> **Records**:
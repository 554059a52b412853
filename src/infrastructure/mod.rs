//! Infrastructure layer with the loader, decoders, caches and configuration.

/// Application configuration.
pub mod config;
/// Image loading, decoding and caching.
pub mod image;

pub use config::{AppConfig, CliArgs, Command, LogLevel, StorageManager};
pub use self::image::{
    AsyncLoader, CacheOptions, DecoderRegistry, FileThumbnailStore, ImageLoaderConfig,
    ThumbnailCache,
};
//! Embedded-preview decoder for camera RAW files.
//!
//! RAW containers carry one or more JPEG previews. Instead of demosaicing the
//! sensor data, the largest preview that decodes is used.

use std::io::Cursor;
use std::path::Path;

use image::ImageDecoder as _;
use image::codecs::jpeg::JpegDecoder as ImageJpegDecoder;
use tracing::{debug, trace};

use crate::domain::entities::{ImageRequest, extension_of};
use crate::domain::errors::DecodeError;
use crate::domain::ports::{DecodedImage, ImageDecoder};

use super::jpeg::JpegDecoder;
use super::read_into;

/// Extensions claimed by [`RawPreviewDecoder`].
pub const RAW_EXTENSIONS: &[&str] = &[
    "arw", "bay", "cr2", "cr3", "crw", "cs1", "dc2", "dcr", "dng", "erf", "kdc", "mos", "mrw",
    "nef", "nrw", "orf", "pef", "raf", "rdc", "rw2", "sr2", "srf", "x3f",
];

/// Companion extensions that make a RAW file redundant when
/// `skip_with_sibling` is set.
const SIBLING_EXTENSIONS: &[&str] = &["jpg", "JPG", "tif", "TIF", "png", "PNG"];

/// Upper bound on preview candidates inspected per file.
const MAX_CANDIDATES: usize = 16;

/// Decodes the largest embedded JPEG preview of a RAW file.
#[derive(Debug, Default, Clone, Copy)]
pub struct RawPreviewDecoder {
    skip_with_sibling: bool,
}

impl RawPreviewDecoder {
    /// Creates the decoder. With `skip_with_sibling`, RAW files that have a
    /// JPEG, TIFF or PNG next to them with the same base name are not claimed.
    #[must_use]
    pub const fn new(skip_with_sibling: bool) -> Self {
        Self { skip_with_sibling }
    }

    fn has_sibling(path: &Path) -> bool {
        SIBLING_EXTENSIONS
            .iter()
            .any(|ext| path.with_extension(ext).exists())
    }
}

impl ImageDecoder for RawPreviewDecoder {
    fn name(&self) -> &'static str {
        "raw-preview"
    }

    fn can_handle(&self, path: &Path) -> bool {
        let is_raw = extension_of(path).is_some_and(|ext| RAW_EXTENSIONS.contains(&ext.as_str()));
        if !is_raw {
            return false;
        }
        if self.skip_with_sibling && Self::has_sibling(path) {
            trace!(path = %path.display(), "Skipping RAW file with a sibling image");
            return false;
        }
        true
    }

    fn decode(
        &self,
        request: &ImageRequest,
        dim: Option<u32>,
        scratch: &mut Vec<u8>,
    ) -> Result<DecodedImage, DecodeError> {
        read_into(request.file_system_path(), scratch)?;
        let start = largest_preview(scratch).ok_or(DecodeError::NoEmbeddedPreview)?;
        debug!(file = %request.identity(), offset = start, "Using embedded RAW preview");
        // The preview is the best size information available.
        JpegDecoder::decode_bytes(&scratch[start..], dim)
    }
}

/// Returns the offset of the embedded JPEG with the most pixels.
///
/// Only headers are parsed; candidates whose header does not parse are
/// skipped.
#[must_use]
pub fn largest_preview(data: &[u8]) -> Option<usize> {
    data.windows(3)
        .enumerate()
        .filter(|(_, window)| *window == [0xFF, 0xD8, 0xFF])
        .map(|(offset, _)| offset)
        .take(MAX_CANDIDATES)
        .filter_map(|offset| {
            let decoder = ImageJpegDecoder::new(Cursor::new(&data[offset..])).ok()?;
            let (width, height) = decoder.dimensions();
            Some((u64::from(width) * u64::from(height), offset))
        })
        .max_by_key(|(pixels, offset)| (*pixels, std::cmp::Reverse(*offset)))
        .map(|(_, offset)| offset)
}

> **Task description**: Within the material above, the line with "-> Result<DecodedImage, DecodeError>" opens the range and the line with "size information available." closes it; reproduce that range word for word.

> **Answer to the exercise**:
    ) -> Result<DecodedImage, DecodeError> {
        read_into(request.file_system_path(), scratch)?;
        let start = largest_preview(scratch).ok_or(DecodeError::NoEmbeddedPreview)?;
        debug!(file = %request.identity(), offset = start, "Using embedded RAW preview");
        // The preview is the best size information available.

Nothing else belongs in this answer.